Season of splendour
This autumn promises to be a memorable one. 2025 is shaping up to be a ‘mast year’, one where trees like oak and beech are producing a surplus of nuts and seeds; and it is set to be a spectacular year for autumn colours.
Mast years are an elegant evolutionary strategy and occur every 5 to 10 years. It is likely that the pollination conditions in April created the right conditions. The warm, dry weather may have enhanced flowering success and pollination meaning that those trees are producing a super-abundance of nuts and seeds. The animals, like squirrels, mice and jays simply can’t eat all the fallen nuts and seeds – biologists call it ‘predator satiation.’ Producing so many seeds demands extra energy from trees but when the conditions align, it pays off. We should expect to see far more oak saplings pushing through next spring than would usually be the case.

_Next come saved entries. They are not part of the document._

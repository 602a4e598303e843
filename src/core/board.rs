use rand::Rng;
use tracing::{debug, info};
use crate::core::init::initialize;
use crate::core::model_helpers::{is_won, lit_count};
use crate::core::update::toggle_in_place;
use crate::core::{
    BoardConfig, Coord, GameOutcome, GameUpdate, Grid, Result, ToggleRule,
    DEFAULT_CHANCE_LIGHT_STARTS_ON,
};

/// One game session: the lights plus the rule used to flip them.
///
/// The grid only changes through [`Board::toggle`], or wholesale through
/// [`Board::new_game`]. A won board keeps accepting toggles.
#[derive(Clone, Debug, PartialEq)]
pub struct Board {
    grid: Grid,
    config: BoardConfig,
    outcome: GameOutcome,
    moves: usize,
}

impl Board {
    pub fn new<R: Rng + ?Sized>(config: BoardConfig, rng: &mut R) -> Result<Self> {
        let grid = initialize(&config, rng)?;
        info!(
            rows = config.rows,
            cols = config.cols,
            chance = config.chance_light_starts_on,
            rule = ?config.rule,
            lit = lit_count(&grid),
            "dealt new board"
        );
        Ok(Board::with_config(grid, config))
    }

    /// Wraps an existing grid, e.g. one parsed from text.
    pub fn from_grid(grid: Grid, rule: ToggleRule) -> Self {
        let config =
            BoardConfig::new(grid.rows(), grid.cols(), DEFAULT_CHANCE_LIGHT_STARTS_ON).with_rule(rule);
        Board::with_config(grid, config)
    }

    /// Caller guarantees `config` is valid and matches the grid's dimensions.
    pub(crate) fn from_parts(grid: Grid, config: BoardConfig) -> Self {
        debug_assert_eq!((grid.rows(), grid.cols()), (config.rows, config.cols));
        Board::with_config(grid, config)
    }

    fn with_config(grid: Grid, config: BoardConfig) -> Self {
        let outcome = GameOutcome::from_won(is_won(&grid));
        Board {
            grid,
            config,
            outcome,
            moves: 0,
        }
    }

    pub fn toggle(&mut self, coord: Coord) -> GameUpdate {
        let flipped = toggle_in_place(&mut self.grid, coord, self.config.rule);
        if flipped == 0 {
            debug!(row = coord.row, col = coord.col, "toggle outside board ignored");
            return GameUpdate::NoChange { outcome: self.outcome };
        }

        self.moves += 1;
        let previous = self.outcome;
        self.outcome = GameOutcome::from_won(is_won(&self.grid));
        debug!(row = coord.row, col = coord.col, flipped, lit = self.lit_count(), "toggled");
        if self.outcome.is_won() && !previous.is_won() {
            info!(moves = self.moves, "board solved");
        }

        GameUpdate::Flipped {
            cells: flipped,
            outcome: self.outcome,
        }
    }

    /// Replaces the grid with a freshly dealt one of the same configuration.
    pub fn new_game<R: Rng + ?Sized>(&mut self, rng: &mut R) -> Result<GameOutcome> {
        let grid = initialize(&self.config, rng)?;
        info!(lit = lit_count(&grid), "started new game");
        *self = Board::with_config(grid, self.config);
        Ok(self.outcome)
    }

    pub fn is_won(&self) -> bool {
        self.outcome.is_won()
    }

    pub fn outcome(&self) -> GameOutcome {
        self.outcome
    }

    pub fn grid(&self) -> &Grid {
        &self.grid
    }

    pub fn config(&self) -> &BoardConfig {
        &self.config
    }

    pub fn rule(&self) -> ToggleRule {
        self.config.rule
    }

    pub fn rows(&self) -> usize {
        self.grid.rows()
    }

    pub fn cols(&self) -> usize {
        self.grid.cols()
    }

    pub fn lit_count(&self) -> usize {
        lit_count(&self.grid)
    }

    /// In-range toggles applied this session.
    pub fn moves(&self) -> usize {
        self.moves
    }
}
use serde::{Deserialize, Serialize};
use crate::core::{
    BoardError, Result, ToggleRule, DEFAULT_CHANCE_LIGHT_STARTS_ON, DEFAULT_COLS, DEFAULT_ROWS,
    MAX_DIMENSION,
};

/// Everything needed to deal a fresh board.
#[derive(Clone, Copy, Debug, PartialEq, Serialize, Deserialize)]
#[serde(default)]
pub struct BoardConfig {
    pub rows: usize,
    pub cols: usize,
    pub chance_light_starts_on: f64,
    pub rule: ToggleRule,
}

impl Default for BoardConfig {
    fn default() -> Self {
        BoardConfig {
            rows: DEFAULT_ROWS,
            cols: DEFAULT_COLS,
            chance_light_starts_on: DEFAULT_CHANCE_LIGHT_STARTS_ON,
            rule: ToggleRule::default(),
        }
    }
}

impl BoardConfig {
    pub fn new(rows: usize, cols: usize, chance_light_starts_on: f64) -> Self {
        BoardConfig {
            rows,
            cols,
            chance_light_starts_on,
            ..BoardConfig::default()
        }
    }

    pub fn with_rule(mut self, rule: ToggleRule) -> Self {
        self.rule = rule;
        self
    }

    pub fn validate(&self) -> Result<()> {
        check_dimensions(self.rows, self.cols)?;
        // also rejects NaN
        if !(0.0..=1.0).contains(&self.chance_light_starts_on) {
            return Err(BoardError::InvalidConfiguration(format!(
                "chance a light starts on must be within [0, 1], got {}",
                self.chance_light_starts_on
            )));
        }
        Ok(())
    }
}

/// Rows and columns must be positive, addressable by a `Coord`, and their
/// product must fit in a `usize`.
pub(crate) fn check_dimensions(rows: usize, cols: usize) -> Result<()> {
    if rows == 0 || cols == 0 {
        return Err(BoardError::InvalidConfiguration(format!(
            "board dimensions must be positive, got {}x{}",
            rows, cols
        )));
    }
    if rows > MAX_DIMENSION || cols > MAX_DIMENSION {
        return Err(BoardError::InvalidConfiguration(format!(
            "board dimensions must be at most {}, got {}x{}",
            MAX_DIMENSION, rows, cols
        )));
    }
    if rows.checked_mul(cols).is_none() {
        return Err(BoardError::InvalidConfiguration(format!(
            "a {}x{} board has too many cells",
            rows, cols
        )));
    }
    Ok(())
}
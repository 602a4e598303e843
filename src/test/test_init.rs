#[cfg(test)]
mod test {
    use crate::core::*;
    use rand::SeedableRng;
    use rand::rngs::StdRng;

    #[test]
    fn initialize_builds_requested_dimensions() {
        let mut rng = StdRng::seed_from_u64(7);
        for (rows, cols) in [(1, 1), (5, 5), (3, 8), (8, 3)] {
            let grid = initialize(&BoardConfig::new(rows, cols, 0.5), &mut rng).unwrap();
            assert_eq!(grid.rows(), rows);
            assert_eq!(grid.cols(), cols);
            let nested = grid.to_rows();
            assert_eq!(nested.len(), rows);
            assert!(nested.iter().all(|row| row.len() == cols));
        }
    }

    #[test]
    fn zero_chance_starts_already_won() {
        let mut rng = StdRng::seed_from_u64(1);
        let grid = initialize(&BoardConfig::new(6, 4, 0.0), &mut rng).unwrap();
        assert!(grid.cells().iter().all(|&lit| !lit));
        assert!(is_won(&grid));
    }

    #[test]
    fn full_chance_starts_all_lit() {
        let mut rng = StdRng::seed_from_u64(1);
        let grid = initialize(&BoardConfig::new(4, 6, 1.0), &mut rng).unwrap();
        assert!(grid.cells().iter().all(|&lit| lit));
        assert!(!is_won(&grid));
    }

    #[test]
    fn same_seed_deals_same_board() {
        let config = BoardConfig::default();
        let a = initialize(&config, &mut StdRng::seed_from_u64(42)).unwrap();
        let b = initialize(&config, &mut StdRng::seed_from_u64(42)).unwrap();
        assert_eq!(a, b);
    }

    #[test]
    fn lit_share_tracks_chance() {
        let mut rng = StdRng::seed_from_u64(2024);
        let grid = initialize(&BoardConfig::new(100, 100, 0.25), &mut rng).unwrap();
        let share = lit_count(&grid) as f64 / 10_000.0;
        assert!((0.2..0.3).contains(&share), "lit share was {}", share);
    }

    #[test]
    fn invalid_configuration_is_rejected() {
        let mut rng = StdRng::seed_from_u64(3);
        for config in [
            BoardConfig::new(0, 5, 0.25),
            BoardConfig::new(5, 0, 0.25),
            BoardConfig::new(5, 5, -0.1),
            BoardConfig::new(5, 5, 1.5),
            BoardConfig::new(5, 5, f64::NAN),
            BoardConfig::new(MAX_DIMENSION + 1, 1, 0.25),
            BoardConfig::new(1, MAX_DIMENSION + 1, 0.25),
            BoardConfig::new(usize::MAX, 2, 0.0),
            BoardConfig::new(usize::MAX / 2 + 1, usize::MAX / 2 + 1, 0.0),
        ] {
            let result = initialize(&config, &mut rng);
            assert!(
                matches!(result, Err(BoardError::InvalidConfiguration(_))),
                "accepted {:?}",
                config
            );
        }
    }
}
pub type Result<T> = std::result::Result<T, BoardError>;

#[derive(Debug, thiserror::Error)]
pub enum BoardError {
    #[error("Invalid configuration: {0}")]
    InvalidConfiguration(String),

    #[error("Could not parse board at line {line}: {message}")]
    Parse { line: usize, message: String },

    #[error("Serialization error: {0}")]
    Serialization(#[from] serde_json::Error),
}
use crate::core::model_helpers::is_won;
use crate::core::{Coord, Direction, Grid, ToggleRule};

/// Applies one toggle to a copy of `grid`, returning it with the new win state.
pub fn toggle(grid: &Grid, coord: Coord, rule: ToggleRule) -> (Grid, bool) {
    let mut next = grid.clone();
    toggle_in_place(&mut next, coord, rule);
    let won = is_won(&next);
    (next, won)
}

/// Flips the cells `rule` selects around `coord` and returns how many flipped.
/// A target outside the grid is ignored entirely, neighbours included.
pub fn toggle_in_place(grid: &mut Grid, coord: Coord, rule: ToggleRule) -> usize {
    if !grid.contains(&coord) {
        return 0;
    }

    let mut flipped = 0;
    for pos in affected_cells(coord, rule) {
        if grid.flip(&pos) {
            flipped += 1;
        }
    }
    flipped
}

fn affected_cells(coord: Coord, rule: ToggleRule) -> Vec<Coord> {
    match rule {
        ToggleRule::SingleCell => vec![coord],
        ToggleRule::Cross => {
            let mut cells = vec![coord];
            cells.extend(Direction::all().into_iter().map(|dir| coord.offset(dir)));
            cells
        }
    }
}
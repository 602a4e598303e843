use criterion::{criterion_group, criterion_main, BenchmarkId, Criterion};
use lights_out::core::{initialize, is_won, toggle_in_place, BoardConfig, Coord, ToggleRule};
use rand::SeedableRng;
use rand::rngs::StdRng;
use std::hint::black_box;

const SIZES: &[usize] = &[5, 32, 256];

pub fn bench_toggle_and_check(c: &mut Criterion) {
    let mut group = c.benchmark_group("toggle_and_check");

    for &size in SIZES {
        for rule in [ToggleRule::SingleCell, ToggleRule::Cross] {
            let config = BoardConfig::new(size, size, 0.25).with_rule(rule);
            let mut grid = initialize(&config, &mut StdRng::seed_from_u64(17)).unwrap();
            let target = Coord::new((size / 2) as i32, (size / 2) as i32);

            group.bench_with_input(
                BenchmarkId::new(format!("{:?}", rule), size),
                &target,
                |b, &target| {
                    b.iter(|| {
                        toggle_in_place(&mut grid, black_box(target), rule);
                        black_box(is_won(&grid))
                    })
                },
            );
        }
    }

    group.finish();
}

pub fn bench_initialize(c: &mut Criterion) {
    let mut group = c.benchmark_group("initialize");

    for &size in SIZES {
        let config = BoardConfig::new(size, size, 0.25);
        let mut rng = StdRng::seed_from_u64(17);
        group.bench_with_input(BenchmarkId::from_parameter(size), &config, |b, config| {
            b.iter(|| initialize(black_box(config), &mut rng).unwrap())
        });
    }

    group.finish();
}

criterion_group!(benches, bench_toggle_and_check, bench_initialize);
criterion_main!(benches);
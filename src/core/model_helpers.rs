use crate::core::Grid;

/// Solved when every light is off.
pub fn is_won(grid: &Grid) -> bool {
    !grid.cells().iter().any(|&lit| lit)
}

pub fn lit_count(grid: &Grid) -> usize {
    grid.cells().iter().filter(|&&lit| lit).count()
}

The backdrop to this natural spectacle is a summer that smashed records. Provisional figures from the Met Office confirm that the summer of 2025 was the warmest on record in the UK with a mean temperature of 16.1 °C, which is 1.51 °C above the long-term average. The Met Office estimates that outlier hot summers like this are seventy times more likely due to greenhouse gas emissions.
However, those warm months have created the conditions for the autumn display to be particularly pronounced this year. Heat and sunshine intensify the production of sugars in leaves, which, as trees shut down for winter, create vivid pigments of red, orange and yellow. We are also experiencing a ’false autumn’ – leaves turning and berries ripening earlier than they would due to the stress of extreme summer conditions.
When I walk or cycle through the countryside, I am often alert to the quiet warnings that nature is under pressure: insect declines, pesticide drift, river pollution and drought-stressed trees – a walk in nature can end up being a cataloguing of environmental decline. Yet I am also caught off guard by the beauty, intricacy and interconnectedness of our natural world, especially in a season like this. Perhaps the tension between concern and wonder is our common challenge today.
As the evenings draw in, perhaps we need to remember to pause, look up and appreciate the blaze of autumn while it lasts. In this ‘season of splendour’ there is space to care more and also to be amazed.